◆ DATA ◆
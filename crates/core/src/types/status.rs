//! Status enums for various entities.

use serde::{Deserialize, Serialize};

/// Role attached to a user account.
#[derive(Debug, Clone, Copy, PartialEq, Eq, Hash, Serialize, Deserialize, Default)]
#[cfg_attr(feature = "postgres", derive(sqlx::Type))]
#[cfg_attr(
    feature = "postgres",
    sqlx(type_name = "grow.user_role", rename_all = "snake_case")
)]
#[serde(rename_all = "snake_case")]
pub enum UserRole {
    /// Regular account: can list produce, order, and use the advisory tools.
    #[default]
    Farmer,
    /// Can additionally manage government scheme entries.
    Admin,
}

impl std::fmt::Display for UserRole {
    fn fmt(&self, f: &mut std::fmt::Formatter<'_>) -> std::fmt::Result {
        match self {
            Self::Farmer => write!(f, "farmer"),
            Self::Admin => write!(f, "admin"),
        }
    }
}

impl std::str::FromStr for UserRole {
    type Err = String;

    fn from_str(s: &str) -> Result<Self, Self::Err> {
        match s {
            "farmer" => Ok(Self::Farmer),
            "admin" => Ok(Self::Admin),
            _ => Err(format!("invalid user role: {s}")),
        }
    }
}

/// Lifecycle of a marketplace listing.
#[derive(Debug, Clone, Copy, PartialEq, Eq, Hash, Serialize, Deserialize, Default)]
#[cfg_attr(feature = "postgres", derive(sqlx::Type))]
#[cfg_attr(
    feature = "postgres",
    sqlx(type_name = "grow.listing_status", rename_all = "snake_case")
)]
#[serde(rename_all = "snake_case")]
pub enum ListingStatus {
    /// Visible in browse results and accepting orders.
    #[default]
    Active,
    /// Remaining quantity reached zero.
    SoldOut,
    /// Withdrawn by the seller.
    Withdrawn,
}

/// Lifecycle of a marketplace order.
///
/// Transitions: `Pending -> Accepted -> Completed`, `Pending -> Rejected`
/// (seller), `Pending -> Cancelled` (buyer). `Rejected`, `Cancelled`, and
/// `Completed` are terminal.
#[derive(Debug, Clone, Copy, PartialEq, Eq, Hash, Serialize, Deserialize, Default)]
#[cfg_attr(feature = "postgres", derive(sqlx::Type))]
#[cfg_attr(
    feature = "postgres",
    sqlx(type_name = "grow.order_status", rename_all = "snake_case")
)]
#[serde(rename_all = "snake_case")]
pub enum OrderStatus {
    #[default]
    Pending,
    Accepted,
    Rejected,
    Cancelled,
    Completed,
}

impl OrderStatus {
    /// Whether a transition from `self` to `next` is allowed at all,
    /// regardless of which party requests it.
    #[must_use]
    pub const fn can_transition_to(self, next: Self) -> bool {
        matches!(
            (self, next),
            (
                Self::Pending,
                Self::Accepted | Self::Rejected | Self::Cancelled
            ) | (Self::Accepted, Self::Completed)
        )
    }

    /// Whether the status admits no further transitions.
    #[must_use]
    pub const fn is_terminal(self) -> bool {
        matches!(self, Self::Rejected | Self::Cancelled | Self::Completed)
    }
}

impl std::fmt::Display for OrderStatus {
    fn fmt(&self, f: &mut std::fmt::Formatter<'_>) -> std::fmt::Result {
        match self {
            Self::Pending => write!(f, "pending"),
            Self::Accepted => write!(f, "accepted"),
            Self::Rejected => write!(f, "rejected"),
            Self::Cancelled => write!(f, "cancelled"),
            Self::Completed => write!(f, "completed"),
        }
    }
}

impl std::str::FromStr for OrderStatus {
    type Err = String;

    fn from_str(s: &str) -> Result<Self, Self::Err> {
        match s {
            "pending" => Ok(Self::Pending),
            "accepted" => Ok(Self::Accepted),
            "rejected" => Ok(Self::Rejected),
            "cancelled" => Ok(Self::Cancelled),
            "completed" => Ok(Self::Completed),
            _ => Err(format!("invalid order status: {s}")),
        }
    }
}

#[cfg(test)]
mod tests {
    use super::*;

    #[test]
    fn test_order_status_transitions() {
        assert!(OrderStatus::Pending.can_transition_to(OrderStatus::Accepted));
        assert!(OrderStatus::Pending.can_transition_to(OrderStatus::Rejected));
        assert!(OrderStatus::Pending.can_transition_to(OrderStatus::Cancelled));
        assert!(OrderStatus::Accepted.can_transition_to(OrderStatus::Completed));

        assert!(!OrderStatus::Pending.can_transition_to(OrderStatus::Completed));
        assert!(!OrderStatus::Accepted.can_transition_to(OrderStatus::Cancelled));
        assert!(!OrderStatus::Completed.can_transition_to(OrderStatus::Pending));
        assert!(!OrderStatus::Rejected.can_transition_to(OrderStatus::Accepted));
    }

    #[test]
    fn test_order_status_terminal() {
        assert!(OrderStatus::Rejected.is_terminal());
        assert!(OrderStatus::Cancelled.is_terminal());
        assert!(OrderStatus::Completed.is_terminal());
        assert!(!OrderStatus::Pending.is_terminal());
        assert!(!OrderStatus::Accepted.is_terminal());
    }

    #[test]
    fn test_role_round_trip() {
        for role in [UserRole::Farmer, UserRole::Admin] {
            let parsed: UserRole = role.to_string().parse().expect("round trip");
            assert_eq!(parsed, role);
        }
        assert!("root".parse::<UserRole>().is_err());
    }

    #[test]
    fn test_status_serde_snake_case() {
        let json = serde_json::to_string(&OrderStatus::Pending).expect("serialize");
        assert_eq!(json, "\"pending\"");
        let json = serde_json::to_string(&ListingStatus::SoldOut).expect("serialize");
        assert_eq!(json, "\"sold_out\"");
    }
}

◆ YOUR INSTRUCTIONS ◆
Retype the listing above in full, with no alterations.

◆ RESULT OF THIS TASK ◆
filename crates/core/src/types/status.rs
//! Status enums for various entities.

use serde::{Deserialize, Serialize};

/// Role attached to a user account.
#[derive(Debug, Clone, Copy, PartialEq, Eq, Hash, Serialize, Deserialize, Default)]
#[cfg_attr(feature = "postgres", derive(sqlx::Type))]
#[cfg_attr(
    feature = "postgres",
    sqlx(type_name = "grow.user_role", rename_all = "snake_case")
)]
#[serde(rename_all = "snake_case")]
pub enum UserRole {
    /// Regular account: can list produce, order, and use the advisory tools.
    #[default]
    Farmer,
    /// Can additionally manage government scheme entries.
    Admin,
}

impl std::fmt::Display for UserRole {
    fn fmt(&self, f: &mut std::fmt::Formatter<'_>) -> std::fmt::Result {
        match self {
            Self::Farmer => write!(f, "farmer"),
            Self::Admin => write!(f, "admin"),
        }
    }
}

impl std::str::FromStr for UserRole {
    type Err = String;

    fn from_str(s: &str) -> Result<Self, Self::Err> {
        match s {
            "farmer" => Ok(Self::Farmer),
            "admin" => Ok(Self::Admin),
            _ => Err(format!("invalid user role: {s}")),
        }
    }
}

/// Lifecycle of a marketplace listing.
#[derive(Debug, Clone, Copy, PartialEq, Eq, Hash, Serialize, Deserialize, Default)]
#[cfg_attr(feature = "postgres", derive(sqlx::Type))]
#[cfg_attr(
    feature = "postgres",
    sqlx(type_name = "grow.listing_status", rename_all = "snake_case")
)]
#[serde(rename_all = "snake_case")]
pub enum ListingStatus {
    /// Visible in browse results and accepting orders.
    #[default]
    Active,
    /// Remaining quantity reached zero.
    SoldOut,
    /// Withdrawn by the seller.
    Withdrawn,
}

/// Lifecycle of a marketplace order.
///
/// Transitions: `Pending -> Accepted -> Completed`, `Pending -> Rejected`
/// (seller), `Pending -> Cancelled` (buyer). `Rejected`, `Cancelled`, and
/// `Completed` are terminal.
#[derive(Debug, Clone, Copy, PartialEq, Eq, Hash, Serialize, Deserialize, Default)]
#[cfg_attr(feature = "postgres", derive(sqlx::Type))]
#[cfg_attr(
    feature = "postgres",
    sqlx(type_name = "grow.order_status", rename_all = "snake_case")
)]
#[serde(rename_all = "snake_case")]
pub enum OrderStatus {
    #[default]
    Pending,
    Accepted,
    Rejected,
    Cancelled,
    Completed,
}

impl OrderStatus {
    /// Whether a transition from `self` to `next` is allowed at all,
    /// regardless of which party requests it.
    #[must_use]
    pub const fn can_transition_to(self, next: Self) -> bool {
        matches!(
            (self, next),
            (
                Self::Pending,
                Self::Accepted | Self::Rejected | Self::Cancelled
            ) | (Self::Accepted, Self::Completed)
        )
    }

    /// Whether the status admits no further transitions.
    #[must_use]
    pub const fn is_terminal(self) -> bool {
        matches!(self, Self::Rejected | Self::Cancelled | Self::Completed)
    }
}

impl std::fmt::Display for OrderStatus {
    fn fmt(&self, f: &mut std::fmt::Formatter<'_>) -> std::fmt::Result {
        match self {
            Self::Pending => write!(f, "pending"),
            Self::Accepted => write!(f, "accepted"),
            Self::Rejected => write!(f, "rejected"),
            Self::Cancelled => write!(f, "cancelled"),
            Self::Completed => write!(f, "completed"),
        }
    }
}

impl std::str::FromStr for OrderStatus {
    type Err = String;

    fn from_str(s: &str) -> Result<Self, Self::Err> {
        match s {
            "pending" => Ok(Self::Pending),
            "accepted" => Ok(Self::Accepted),
            "rejected" => Ok(Self::Rejected),
            "cancelled" => Ok(Self::Cancelled),
            "completed" => Ok(Self::Completed),
            _ => Err(format!("invalid order status: {s}")),
        }
    }
}

#[cfg(test)]
mod tests {
    use super::*;

    #[test]
    fn test_order_status_transitions() {
        assert!(OrderStatus::Pending.can_transition_to(OrderStatus::Accepted));
        assert!(OrderStatus::Pending.can_transition_to(OrderStatus::Rejected));
        assert!(OrderStatus::Pending.can_transition_to(OrderStatus::Cancelled));
        assert!(OrderStatus::Accepted.can_transition_to(OrderStatus::Completed));

        assert!(!OrderStatus::Pending.can_transition_to(OrderStatus::Completed));
        assert!(!OrderStatus::Accepted.can_transition_to(OrderStatus::Cancelled));
        assert!(!OrderStatus::Completed.can_transition_to(OrderStatus::Pending));
        assert!(!OrderStatus::Rejected.can_transition_to(OrderStatus::Accepted));
    }

    #[test]
    fn test_order_status_terminal() {
        assert!(OrderStatus::Rejected.is_terminal());
        assert!(OrderStatus::Cancelled.is_terminal());
        assert!(OrderStatus::Completed.is_terminal());
        assert!(!OrderStatus::Pending.is_terminal());
        assert!(!OrderStatus::Accepted.is_terminal());
    }

    #[test]
    fn test_role_round_trip() {
        for role in [UserRole::Farmer, UserRole::Admin] {
            let parsed: UserRole = role.to_string().parse().expect("round trip");
            assert_eq!(parsed, role);
        }
        assert!("root".parse::<UserRole>().is_err());
    }

    #[test]
    fn test_status_serde_snake_case() {
        let json = serde_json::to_string(&OrderStatus::Pending).expect("serialize");
        assert_eq!(json, "\"pending\"");
        let json = serde_json::to_string(&ListingStatus::SoldOut).expect("serialize");
        assert_eq!(json, "\"sold_out\"");
    }
}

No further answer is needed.